> Task objective:
Repeat back every line of the data, exactly.
(Given data)
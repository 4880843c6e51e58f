//! A CPU-only software 3D rasterisation engine.
//!
//! The crate consumes triangle meshes, lights and a camera, and writes a
//! coloured pixel buffer plus a depth buffer through a small surface
//! contract. SDL2 is used only to put that buffer on screen; every stage
//! of the pipeline — transforms, culling, Gouraud lighting, clipping,
//! perspective projection and scanline rasterisation — runs on the CPU.
//!
//! # Quick start
//!
//! ```ignore
//! use softrast::prelude::*;
//!
//! let mesh = load_mesh_from_obj("assets/world.obj")?;
//! let model = Model {
//!     mesh: &mesh,
//!     position: vec4(0.0, 0.0, 10.0, 1.0),
//!     scale: vec4(1.0, 1.0, 1.0, 0.0),
//!     rotation: vec4(0.0, 0.0, 0.0, 0.0),
//! };
//!
//! let mut window = Window::new("Demo", 640, 480)?;
//! let renderer = Renderer::new(45.0_f64.to_radians(), 640.0 / 480.0, 1000.0);
//!
//! while window.is_open() && window.handle_events() {
//!     window.clear();
//!     renderer.render_scene(&mut window, &scene);
//!     window.present()?;
//! }
//! ```

pub mod clipper;
pub mod geometry;
pub mod math;
pub mod rasterizer;
pub mod renderer;
pub mod resources;
pub mod scene;
pub mod surface;
pub mod window;

pub use renderer::{RenderMode, Renderer};

/// Prelude module for convenient imports.
pub mod prelude {
    pub use crate::geometry::{Mesh, Model, Point, Triangle};
    pub use crate::math::{vec4, Mat4, Vec4};
    pub use crate::renderer::{RenderMode, Renderer};
    pub use crate::resources::{
        attach_texture, load_bitmap_from_file, load_mesh_from_obj, Bitmap,
    };
    pub use crate::scene::{Camera, Light, Scene};
    pub use crate::surface::{KeyState, KeySymbol, OffscreenSurface, Surface};
    pub use crate::window::Window;
}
(End Given data)
> Exercise answer:
repository 4880843c6e51e58f
//! A CPU-only software 3D rasterisation engine.
//!
//! The crate consumes triangle meshes, lights and a camera, and writes a
//! coloured pixel buffer plus a depth buffer through a small surface
//! contract. SDL2 is used only to put that buffer on screen; every stage
//! of the pipeline — transforms, culling, Gouraud lighting, clipping,
//! perspective projection and scanline rasterisation — runs on the CPU.
//!
//! # Quick start
//!
//! ```ignore
//! use softrast::prelude::*;
//!
//! let mesh = load_mesh_from_obj("assets/world.obj")?;
//! let model = Model {
//!     mesh: &mesh,
//!     position: vec4(0.0, 0.0, 10.0, 1.0),
//!     scale: vec4(1.0, 1.0, 1.0, 0.0),
//!     rotation: vec4(0.0, 0.0, 0.0, 0.0),
//! };
//!
//! let mut window = Window::new("Demo", 640, 480)?;
//! let renderer = Renderer::new(45.0_f64.to_radians(), 640.0 / 480.0, 1000.0);
//!
//! while window.is_open() && window.handle_events() {
//!     window.clear();
//!     renderer.render_scene(&mut window, &scene);
//!     window.present()?;
//! }
//! ```

pub mod clipper;
pub mod geometry;
pub mod math;
pub mod rasterizer;
pub mod renderer;
pub mod resources;
pub mod scene;
pub mod surface;
pub mod window;

pub use renderer::{RenderMode, Renderer};

/// Prelude module for convenient imports.
pub mod prelude {
    pub use crate::geometry::{Mesh, Model, Point, Triangle};
    pub use crate::math::{vec4, Mat4, Vec4};
    pub use crate::renderer::{RenderMode, Renderer};
    pub use crate::resources::{
        attach_texture, load_bitmap_from_file, load_mesh_from_obj, Bitmap,
    };
    pub use crate::scene::{Camera, Light, Scene};
    pub use crate::surface::{KeyState, KeySymbol, OffscreenSurface, Surface};
    pub use crate::window::Window;
}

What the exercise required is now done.